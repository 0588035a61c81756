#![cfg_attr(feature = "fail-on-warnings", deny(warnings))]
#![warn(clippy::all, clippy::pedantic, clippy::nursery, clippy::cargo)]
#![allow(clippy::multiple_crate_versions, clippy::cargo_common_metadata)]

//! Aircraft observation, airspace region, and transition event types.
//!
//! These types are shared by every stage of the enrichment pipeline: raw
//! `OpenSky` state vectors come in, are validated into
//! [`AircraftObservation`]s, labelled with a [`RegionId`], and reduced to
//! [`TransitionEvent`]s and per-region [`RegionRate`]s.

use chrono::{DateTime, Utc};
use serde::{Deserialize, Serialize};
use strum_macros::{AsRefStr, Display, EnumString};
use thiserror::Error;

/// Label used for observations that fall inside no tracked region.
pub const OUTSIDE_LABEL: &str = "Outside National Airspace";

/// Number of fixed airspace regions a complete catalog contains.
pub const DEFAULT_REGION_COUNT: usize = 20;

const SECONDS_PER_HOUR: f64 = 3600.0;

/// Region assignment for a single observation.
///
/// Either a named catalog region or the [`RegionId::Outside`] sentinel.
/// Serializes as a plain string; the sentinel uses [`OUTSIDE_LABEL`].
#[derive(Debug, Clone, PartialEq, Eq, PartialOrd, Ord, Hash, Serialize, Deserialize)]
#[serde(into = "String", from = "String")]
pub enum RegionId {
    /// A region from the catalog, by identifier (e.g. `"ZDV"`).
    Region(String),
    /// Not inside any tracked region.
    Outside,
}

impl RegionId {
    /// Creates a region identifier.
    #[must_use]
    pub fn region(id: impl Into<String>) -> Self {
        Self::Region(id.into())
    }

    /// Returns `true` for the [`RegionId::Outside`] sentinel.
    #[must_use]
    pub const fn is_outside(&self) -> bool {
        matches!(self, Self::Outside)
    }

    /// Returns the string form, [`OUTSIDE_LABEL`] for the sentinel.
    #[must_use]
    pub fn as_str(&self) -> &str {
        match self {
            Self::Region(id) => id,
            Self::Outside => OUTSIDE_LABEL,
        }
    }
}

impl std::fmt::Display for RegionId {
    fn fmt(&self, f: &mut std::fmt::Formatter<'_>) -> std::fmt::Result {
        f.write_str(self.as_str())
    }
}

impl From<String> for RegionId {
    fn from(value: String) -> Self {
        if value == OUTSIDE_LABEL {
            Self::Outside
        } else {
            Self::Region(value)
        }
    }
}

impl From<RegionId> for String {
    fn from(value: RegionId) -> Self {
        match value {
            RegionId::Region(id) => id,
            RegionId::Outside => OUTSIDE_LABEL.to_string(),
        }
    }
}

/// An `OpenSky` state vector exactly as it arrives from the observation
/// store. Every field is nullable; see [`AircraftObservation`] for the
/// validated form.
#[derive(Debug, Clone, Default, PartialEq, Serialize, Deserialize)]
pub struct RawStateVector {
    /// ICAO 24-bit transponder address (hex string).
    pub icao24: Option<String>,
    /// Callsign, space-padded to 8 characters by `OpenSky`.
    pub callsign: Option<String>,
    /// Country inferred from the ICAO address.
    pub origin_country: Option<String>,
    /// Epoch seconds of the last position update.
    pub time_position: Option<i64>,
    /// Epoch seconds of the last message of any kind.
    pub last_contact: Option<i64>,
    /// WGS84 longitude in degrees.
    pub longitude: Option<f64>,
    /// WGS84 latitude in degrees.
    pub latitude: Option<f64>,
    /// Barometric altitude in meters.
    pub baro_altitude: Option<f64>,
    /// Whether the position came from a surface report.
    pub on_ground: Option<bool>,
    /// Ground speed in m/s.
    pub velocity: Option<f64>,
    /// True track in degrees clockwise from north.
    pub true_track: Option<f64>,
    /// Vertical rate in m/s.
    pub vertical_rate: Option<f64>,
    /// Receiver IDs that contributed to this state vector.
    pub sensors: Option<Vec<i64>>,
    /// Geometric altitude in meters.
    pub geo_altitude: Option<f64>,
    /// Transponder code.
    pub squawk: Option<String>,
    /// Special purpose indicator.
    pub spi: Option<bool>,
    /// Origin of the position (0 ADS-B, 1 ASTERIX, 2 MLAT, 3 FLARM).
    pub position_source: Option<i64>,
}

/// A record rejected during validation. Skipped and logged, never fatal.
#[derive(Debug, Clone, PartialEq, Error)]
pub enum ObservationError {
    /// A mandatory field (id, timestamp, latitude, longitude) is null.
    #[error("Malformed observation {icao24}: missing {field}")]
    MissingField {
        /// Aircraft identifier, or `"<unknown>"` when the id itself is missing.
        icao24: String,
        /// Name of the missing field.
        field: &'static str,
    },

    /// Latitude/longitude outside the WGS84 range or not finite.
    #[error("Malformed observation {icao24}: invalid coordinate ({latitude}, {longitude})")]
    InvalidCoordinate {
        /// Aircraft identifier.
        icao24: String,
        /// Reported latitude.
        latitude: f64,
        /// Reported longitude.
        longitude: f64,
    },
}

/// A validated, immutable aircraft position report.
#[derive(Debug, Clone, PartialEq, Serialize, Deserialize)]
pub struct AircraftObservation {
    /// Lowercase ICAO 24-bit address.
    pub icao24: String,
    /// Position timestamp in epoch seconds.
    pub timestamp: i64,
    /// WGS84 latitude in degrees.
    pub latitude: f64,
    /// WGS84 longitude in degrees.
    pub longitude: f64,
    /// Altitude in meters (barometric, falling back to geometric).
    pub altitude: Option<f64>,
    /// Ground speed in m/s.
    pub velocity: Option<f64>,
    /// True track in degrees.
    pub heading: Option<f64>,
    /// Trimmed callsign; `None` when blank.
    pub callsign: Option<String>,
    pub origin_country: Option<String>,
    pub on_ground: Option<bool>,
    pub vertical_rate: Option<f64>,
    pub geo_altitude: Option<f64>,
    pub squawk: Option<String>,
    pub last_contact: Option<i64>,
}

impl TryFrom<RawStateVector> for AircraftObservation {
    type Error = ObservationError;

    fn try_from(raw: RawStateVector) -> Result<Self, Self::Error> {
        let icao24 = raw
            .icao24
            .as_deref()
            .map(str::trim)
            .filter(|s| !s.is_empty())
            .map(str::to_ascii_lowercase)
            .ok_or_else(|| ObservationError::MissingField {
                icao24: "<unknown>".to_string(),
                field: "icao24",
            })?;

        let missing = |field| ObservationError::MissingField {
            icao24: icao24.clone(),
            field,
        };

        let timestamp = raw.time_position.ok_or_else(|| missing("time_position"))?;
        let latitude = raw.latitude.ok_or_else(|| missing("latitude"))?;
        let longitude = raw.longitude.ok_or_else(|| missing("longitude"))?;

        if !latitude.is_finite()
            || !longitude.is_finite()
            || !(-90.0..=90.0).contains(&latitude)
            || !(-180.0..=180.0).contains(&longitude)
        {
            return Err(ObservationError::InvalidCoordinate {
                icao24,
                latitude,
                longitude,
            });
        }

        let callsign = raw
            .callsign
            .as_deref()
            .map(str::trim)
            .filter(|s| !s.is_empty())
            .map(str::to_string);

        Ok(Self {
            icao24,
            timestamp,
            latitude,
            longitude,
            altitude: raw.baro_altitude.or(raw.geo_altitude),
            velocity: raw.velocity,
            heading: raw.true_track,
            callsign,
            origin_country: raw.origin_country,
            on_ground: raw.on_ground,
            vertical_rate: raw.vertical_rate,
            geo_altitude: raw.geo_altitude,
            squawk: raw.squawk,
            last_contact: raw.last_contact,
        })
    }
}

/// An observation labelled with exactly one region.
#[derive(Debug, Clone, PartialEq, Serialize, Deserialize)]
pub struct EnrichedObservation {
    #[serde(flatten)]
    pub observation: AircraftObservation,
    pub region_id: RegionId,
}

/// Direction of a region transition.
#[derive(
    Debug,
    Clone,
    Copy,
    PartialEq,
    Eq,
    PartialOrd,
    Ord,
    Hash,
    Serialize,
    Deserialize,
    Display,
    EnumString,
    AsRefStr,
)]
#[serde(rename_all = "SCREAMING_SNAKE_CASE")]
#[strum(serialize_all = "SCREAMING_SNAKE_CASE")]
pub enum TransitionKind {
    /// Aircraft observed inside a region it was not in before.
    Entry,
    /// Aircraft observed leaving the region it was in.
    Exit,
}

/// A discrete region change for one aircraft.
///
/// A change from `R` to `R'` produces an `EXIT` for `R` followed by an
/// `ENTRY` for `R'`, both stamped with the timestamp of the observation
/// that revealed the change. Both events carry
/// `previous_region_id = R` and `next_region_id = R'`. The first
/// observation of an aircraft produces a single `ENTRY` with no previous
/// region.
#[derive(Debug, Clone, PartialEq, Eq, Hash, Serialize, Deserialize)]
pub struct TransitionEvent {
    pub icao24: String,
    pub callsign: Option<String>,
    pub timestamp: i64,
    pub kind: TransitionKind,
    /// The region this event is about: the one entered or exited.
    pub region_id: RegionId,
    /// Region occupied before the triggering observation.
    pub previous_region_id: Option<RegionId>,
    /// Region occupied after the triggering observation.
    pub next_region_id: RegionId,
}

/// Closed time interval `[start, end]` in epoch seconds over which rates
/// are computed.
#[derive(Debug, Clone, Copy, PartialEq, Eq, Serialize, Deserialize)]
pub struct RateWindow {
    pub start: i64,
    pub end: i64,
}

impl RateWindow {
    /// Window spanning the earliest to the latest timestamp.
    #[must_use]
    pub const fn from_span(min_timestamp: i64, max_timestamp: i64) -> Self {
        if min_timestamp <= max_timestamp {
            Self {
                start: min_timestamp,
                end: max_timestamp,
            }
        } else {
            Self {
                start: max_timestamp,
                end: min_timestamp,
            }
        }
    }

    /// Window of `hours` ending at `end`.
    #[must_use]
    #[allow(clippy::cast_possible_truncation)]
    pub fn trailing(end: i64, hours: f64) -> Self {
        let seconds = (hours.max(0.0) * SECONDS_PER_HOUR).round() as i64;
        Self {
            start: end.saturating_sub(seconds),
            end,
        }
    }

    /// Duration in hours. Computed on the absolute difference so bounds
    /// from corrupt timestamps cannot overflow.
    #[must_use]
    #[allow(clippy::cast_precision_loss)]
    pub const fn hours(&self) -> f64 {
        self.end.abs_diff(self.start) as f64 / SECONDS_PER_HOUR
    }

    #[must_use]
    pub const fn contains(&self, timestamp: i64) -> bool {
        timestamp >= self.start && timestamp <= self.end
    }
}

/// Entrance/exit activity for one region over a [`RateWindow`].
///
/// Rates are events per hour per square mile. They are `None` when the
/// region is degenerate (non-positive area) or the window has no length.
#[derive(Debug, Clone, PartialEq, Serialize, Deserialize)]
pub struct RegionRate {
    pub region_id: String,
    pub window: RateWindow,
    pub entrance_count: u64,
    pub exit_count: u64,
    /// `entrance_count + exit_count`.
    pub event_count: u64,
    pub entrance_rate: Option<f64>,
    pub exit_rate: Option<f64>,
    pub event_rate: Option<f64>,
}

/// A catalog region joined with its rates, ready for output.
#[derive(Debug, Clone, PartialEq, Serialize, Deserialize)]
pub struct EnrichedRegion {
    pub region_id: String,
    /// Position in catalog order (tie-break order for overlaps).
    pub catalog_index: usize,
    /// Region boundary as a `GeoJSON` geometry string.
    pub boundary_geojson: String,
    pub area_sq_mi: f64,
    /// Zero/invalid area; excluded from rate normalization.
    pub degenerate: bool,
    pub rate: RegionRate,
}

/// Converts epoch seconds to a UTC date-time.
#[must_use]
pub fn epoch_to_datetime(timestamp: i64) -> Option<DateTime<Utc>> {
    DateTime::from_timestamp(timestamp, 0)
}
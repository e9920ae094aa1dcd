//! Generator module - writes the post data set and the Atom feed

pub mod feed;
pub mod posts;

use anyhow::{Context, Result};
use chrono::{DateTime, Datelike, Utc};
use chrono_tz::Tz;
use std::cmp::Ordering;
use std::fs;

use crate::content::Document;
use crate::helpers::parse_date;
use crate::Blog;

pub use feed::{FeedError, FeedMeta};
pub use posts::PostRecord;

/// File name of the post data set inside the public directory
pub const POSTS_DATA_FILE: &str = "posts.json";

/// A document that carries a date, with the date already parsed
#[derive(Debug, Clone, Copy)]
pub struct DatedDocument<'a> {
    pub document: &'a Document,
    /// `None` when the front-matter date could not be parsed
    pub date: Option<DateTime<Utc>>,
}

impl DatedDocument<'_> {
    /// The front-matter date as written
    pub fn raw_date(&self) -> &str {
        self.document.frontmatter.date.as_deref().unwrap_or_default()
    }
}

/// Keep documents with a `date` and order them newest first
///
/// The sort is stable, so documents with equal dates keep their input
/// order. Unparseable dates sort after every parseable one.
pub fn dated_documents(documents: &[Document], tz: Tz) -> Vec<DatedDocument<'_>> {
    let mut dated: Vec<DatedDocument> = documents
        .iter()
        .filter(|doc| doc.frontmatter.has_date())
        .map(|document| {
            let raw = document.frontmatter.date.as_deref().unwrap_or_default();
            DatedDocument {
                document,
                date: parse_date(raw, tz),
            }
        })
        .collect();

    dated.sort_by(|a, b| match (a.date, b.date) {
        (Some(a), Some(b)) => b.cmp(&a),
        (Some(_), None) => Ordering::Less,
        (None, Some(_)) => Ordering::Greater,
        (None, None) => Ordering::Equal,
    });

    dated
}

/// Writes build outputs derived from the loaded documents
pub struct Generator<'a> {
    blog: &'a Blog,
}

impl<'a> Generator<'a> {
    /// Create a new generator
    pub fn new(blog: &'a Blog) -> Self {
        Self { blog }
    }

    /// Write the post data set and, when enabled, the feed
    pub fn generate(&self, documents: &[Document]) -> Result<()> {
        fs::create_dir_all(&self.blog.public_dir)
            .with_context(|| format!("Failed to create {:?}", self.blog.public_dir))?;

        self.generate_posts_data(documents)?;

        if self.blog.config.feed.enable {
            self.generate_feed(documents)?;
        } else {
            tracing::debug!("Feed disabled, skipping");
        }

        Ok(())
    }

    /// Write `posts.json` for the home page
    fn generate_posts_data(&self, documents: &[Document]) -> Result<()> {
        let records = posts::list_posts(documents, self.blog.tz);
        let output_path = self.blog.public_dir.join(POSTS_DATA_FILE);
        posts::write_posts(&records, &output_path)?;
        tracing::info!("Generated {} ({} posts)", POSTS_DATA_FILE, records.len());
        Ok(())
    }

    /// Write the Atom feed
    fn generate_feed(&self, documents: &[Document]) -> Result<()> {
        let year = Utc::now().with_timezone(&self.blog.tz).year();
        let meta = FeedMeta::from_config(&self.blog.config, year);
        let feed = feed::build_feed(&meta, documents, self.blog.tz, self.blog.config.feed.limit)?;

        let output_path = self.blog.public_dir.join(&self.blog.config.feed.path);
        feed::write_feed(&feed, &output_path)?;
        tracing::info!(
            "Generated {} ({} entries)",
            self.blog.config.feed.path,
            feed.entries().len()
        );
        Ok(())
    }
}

> **Task statement**
For the word "clippy", go through the records and show each line that carries it.

> **Solution to this exercise**
#![warn(clippy::all, clippy::pedantic, clippy::nursery, clippy::cargo)]
#![allow(clippy::multiple_crate_versions, clippy::cargo_common_metadata)]
    #[allow(clippy::cast_possible_truncation)]
    #[allow(clippy::cast_precision_loss)]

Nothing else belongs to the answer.